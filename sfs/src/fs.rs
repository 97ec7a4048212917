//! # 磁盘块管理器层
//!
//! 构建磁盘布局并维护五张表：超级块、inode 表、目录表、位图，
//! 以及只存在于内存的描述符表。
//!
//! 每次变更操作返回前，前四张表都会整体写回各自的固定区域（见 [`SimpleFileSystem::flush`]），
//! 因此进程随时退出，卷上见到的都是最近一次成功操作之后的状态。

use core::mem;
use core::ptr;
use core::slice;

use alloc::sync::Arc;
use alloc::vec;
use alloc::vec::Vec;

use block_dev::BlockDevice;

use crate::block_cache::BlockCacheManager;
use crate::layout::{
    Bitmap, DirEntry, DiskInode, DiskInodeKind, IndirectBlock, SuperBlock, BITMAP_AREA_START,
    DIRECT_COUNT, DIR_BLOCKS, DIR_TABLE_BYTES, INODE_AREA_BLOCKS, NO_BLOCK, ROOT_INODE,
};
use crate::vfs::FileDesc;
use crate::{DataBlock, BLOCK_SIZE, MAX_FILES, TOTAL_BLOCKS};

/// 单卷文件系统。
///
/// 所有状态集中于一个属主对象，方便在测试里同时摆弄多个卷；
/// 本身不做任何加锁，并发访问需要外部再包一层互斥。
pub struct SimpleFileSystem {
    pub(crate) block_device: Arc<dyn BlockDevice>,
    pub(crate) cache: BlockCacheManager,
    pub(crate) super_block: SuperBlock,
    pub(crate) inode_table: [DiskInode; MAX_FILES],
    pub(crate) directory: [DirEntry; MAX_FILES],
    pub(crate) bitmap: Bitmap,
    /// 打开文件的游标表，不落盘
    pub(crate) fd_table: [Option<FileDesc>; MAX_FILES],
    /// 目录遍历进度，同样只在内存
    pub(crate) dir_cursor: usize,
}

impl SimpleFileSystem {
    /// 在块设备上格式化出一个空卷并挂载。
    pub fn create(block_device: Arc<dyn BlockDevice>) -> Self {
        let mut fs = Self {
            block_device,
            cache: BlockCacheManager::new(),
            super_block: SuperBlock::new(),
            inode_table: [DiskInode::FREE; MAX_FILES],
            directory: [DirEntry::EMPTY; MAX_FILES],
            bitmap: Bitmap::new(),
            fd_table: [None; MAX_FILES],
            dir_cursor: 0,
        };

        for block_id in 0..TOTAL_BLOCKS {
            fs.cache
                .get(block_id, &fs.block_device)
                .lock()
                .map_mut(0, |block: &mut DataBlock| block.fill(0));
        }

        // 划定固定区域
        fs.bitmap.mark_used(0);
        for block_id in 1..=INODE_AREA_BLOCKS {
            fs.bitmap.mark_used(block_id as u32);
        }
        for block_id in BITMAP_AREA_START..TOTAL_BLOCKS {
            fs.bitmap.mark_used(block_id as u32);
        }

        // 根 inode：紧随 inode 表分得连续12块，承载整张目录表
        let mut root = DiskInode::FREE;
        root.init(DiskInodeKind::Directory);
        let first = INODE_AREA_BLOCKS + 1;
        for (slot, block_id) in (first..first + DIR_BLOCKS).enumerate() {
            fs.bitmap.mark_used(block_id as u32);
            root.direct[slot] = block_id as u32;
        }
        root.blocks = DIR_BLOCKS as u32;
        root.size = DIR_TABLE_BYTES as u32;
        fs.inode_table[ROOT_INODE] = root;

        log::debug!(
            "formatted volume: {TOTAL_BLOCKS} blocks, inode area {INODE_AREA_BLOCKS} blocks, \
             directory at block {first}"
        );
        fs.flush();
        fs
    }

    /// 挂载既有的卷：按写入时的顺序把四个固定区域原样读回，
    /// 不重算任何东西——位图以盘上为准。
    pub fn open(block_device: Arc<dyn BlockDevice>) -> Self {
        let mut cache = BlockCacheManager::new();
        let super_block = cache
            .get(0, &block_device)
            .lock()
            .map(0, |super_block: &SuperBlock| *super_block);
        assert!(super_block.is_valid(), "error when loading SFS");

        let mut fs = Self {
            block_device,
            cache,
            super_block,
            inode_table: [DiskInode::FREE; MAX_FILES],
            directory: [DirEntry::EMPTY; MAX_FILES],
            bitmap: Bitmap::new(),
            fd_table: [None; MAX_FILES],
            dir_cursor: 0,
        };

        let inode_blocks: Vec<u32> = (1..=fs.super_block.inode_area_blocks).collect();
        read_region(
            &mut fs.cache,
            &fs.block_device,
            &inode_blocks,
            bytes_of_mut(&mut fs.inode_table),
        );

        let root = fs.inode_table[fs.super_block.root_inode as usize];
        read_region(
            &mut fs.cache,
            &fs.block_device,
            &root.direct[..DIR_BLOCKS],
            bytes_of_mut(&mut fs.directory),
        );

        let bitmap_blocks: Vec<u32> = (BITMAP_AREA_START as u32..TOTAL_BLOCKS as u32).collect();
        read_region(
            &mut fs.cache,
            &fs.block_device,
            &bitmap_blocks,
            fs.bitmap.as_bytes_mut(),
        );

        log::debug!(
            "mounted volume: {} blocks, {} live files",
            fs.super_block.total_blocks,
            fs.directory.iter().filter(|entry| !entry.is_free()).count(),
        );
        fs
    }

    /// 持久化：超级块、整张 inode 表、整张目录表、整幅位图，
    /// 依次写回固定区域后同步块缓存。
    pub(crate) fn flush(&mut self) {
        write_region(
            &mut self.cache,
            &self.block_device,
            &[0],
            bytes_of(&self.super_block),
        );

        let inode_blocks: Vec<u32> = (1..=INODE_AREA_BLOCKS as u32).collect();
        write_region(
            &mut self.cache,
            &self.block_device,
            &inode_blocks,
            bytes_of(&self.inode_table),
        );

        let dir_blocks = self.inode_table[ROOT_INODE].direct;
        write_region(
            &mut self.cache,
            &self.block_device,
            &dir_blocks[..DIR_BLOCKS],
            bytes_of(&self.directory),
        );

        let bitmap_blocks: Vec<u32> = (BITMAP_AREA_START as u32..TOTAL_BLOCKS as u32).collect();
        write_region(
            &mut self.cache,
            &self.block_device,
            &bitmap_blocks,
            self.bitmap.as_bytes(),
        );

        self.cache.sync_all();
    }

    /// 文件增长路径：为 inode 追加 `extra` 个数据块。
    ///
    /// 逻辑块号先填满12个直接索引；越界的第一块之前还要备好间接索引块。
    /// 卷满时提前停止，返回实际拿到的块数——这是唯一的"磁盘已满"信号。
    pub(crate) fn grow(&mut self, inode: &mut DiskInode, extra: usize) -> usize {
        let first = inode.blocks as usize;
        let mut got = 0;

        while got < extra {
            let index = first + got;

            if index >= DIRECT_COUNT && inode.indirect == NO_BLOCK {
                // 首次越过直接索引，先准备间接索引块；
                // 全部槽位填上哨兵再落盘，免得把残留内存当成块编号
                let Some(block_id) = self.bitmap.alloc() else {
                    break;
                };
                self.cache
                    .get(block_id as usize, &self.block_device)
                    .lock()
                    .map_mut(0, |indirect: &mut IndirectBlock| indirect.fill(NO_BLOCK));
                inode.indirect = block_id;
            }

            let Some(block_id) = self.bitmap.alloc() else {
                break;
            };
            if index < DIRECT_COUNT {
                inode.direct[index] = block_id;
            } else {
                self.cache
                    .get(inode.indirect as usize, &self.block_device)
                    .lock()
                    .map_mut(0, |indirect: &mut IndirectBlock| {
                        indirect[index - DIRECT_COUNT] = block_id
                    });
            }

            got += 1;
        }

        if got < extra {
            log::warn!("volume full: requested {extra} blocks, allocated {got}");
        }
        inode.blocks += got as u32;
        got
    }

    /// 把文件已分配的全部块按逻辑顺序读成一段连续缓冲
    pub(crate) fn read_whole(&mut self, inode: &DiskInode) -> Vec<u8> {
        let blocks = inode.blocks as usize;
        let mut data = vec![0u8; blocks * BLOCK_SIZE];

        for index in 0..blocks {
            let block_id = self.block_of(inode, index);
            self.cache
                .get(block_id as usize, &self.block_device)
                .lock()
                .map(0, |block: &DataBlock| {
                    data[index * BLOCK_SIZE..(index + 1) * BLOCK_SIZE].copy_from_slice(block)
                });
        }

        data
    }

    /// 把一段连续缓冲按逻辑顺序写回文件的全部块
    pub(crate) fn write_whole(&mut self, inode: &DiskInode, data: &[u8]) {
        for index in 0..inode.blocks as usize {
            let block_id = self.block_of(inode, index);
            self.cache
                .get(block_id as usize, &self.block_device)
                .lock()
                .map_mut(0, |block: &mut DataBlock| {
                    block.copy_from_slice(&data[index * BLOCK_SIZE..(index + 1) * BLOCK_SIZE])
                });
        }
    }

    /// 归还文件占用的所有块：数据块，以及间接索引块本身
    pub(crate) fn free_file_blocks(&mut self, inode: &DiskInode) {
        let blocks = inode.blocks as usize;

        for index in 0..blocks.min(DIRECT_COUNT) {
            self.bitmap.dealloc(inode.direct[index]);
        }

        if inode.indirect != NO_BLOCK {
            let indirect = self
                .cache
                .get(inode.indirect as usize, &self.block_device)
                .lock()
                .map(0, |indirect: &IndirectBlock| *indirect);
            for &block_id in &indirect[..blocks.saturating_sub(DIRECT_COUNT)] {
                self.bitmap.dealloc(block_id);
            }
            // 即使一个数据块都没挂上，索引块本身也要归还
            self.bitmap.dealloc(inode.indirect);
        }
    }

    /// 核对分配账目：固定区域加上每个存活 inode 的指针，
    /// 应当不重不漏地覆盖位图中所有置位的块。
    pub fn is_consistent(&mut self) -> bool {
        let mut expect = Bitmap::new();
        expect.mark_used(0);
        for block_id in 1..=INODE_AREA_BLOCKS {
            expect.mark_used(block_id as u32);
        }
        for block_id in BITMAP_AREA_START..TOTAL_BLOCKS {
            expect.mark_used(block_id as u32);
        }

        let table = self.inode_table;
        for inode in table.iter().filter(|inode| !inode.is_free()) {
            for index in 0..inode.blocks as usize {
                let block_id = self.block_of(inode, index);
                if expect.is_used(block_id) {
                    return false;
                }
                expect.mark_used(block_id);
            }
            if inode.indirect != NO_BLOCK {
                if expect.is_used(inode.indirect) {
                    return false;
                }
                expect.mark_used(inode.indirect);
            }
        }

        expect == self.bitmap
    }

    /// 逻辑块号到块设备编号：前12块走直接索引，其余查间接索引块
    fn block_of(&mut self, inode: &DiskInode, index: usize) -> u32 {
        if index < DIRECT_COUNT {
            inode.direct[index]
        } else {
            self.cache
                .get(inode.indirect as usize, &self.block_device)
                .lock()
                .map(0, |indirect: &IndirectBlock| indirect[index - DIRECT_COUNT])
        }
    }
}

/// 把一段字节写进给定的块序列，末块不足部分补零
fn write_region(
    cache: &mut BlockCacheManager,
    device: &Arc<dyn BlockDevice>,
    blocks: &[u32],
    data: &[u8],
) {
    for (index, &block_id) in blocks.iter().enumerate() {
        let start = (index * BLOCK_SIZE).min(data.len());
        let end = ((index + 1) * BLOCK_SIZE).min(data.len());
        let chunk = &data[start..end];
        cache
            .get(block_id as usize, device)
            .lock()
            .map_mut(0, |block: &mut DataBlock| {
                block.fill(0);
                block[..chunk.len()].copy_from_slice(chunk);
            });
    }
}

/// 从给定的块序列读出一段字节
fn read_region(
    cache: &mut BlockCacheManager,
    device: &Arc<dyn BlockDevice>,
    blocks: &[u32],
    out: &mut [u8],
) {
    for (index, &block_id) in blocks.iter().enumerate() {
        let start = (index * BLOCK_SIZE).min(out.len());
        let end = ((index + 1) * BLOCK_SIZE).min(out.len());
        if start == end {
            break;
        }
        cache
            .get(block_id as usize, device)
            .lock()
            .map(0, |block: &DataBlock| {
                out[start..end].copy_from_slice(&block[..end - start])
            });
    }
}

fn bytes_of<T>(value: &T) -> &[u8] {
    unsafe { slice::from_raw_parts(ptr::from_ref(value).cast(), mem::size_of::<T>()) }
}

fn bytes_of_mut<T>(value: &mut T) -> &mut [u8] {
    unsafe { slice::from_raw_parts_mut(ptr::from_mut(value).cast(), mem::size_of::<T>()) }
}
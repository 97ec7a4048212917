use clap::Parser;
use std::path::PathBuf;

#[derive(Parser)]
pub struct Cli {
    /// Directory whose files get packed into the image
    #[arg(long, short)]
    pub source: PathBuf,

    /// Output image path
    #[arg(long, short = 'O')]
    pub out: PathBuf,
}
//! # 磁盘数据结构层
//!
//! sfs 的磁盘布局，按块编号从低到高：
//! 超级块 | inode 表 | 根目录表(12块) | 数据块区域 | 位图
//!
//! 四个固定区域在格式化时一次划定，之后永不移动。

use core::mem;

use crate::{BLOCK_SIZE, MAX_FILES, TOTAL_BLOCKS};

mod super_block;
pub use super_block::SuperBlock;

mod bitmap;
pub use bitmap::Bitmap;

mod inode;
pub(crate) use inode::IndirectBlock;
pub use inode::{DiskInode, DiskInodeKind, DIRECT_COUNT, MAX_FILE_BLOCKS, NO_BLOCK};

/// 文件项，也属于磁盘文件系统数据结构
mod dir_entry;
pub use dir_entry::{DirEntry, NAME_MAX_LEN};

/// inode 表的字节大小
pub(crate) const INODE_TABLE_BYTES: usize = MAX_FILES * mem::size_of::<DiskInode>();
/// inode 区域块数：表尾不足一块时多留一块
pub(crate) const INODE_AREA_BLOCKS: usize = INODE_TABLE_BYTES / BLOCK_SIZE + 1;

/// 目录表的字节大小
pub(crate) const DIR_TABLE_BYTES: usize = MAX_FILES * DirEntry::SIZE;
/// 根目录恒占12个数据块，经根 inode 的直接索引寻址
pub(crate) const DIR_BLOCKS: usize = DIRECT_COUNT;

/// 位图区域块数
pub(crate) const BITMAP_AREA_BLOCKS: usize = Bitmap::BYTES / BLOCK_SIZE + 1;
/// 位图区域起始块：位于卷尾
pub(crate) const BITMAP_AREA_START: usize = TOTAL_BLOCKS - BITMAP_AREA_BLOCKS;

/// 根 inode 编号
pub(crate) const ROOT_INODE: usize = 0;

========================================================================

— Task details —
Work through the data above and give the number of lines in which "IndirectBlock" appears; add nothing else.

— Your solution —
6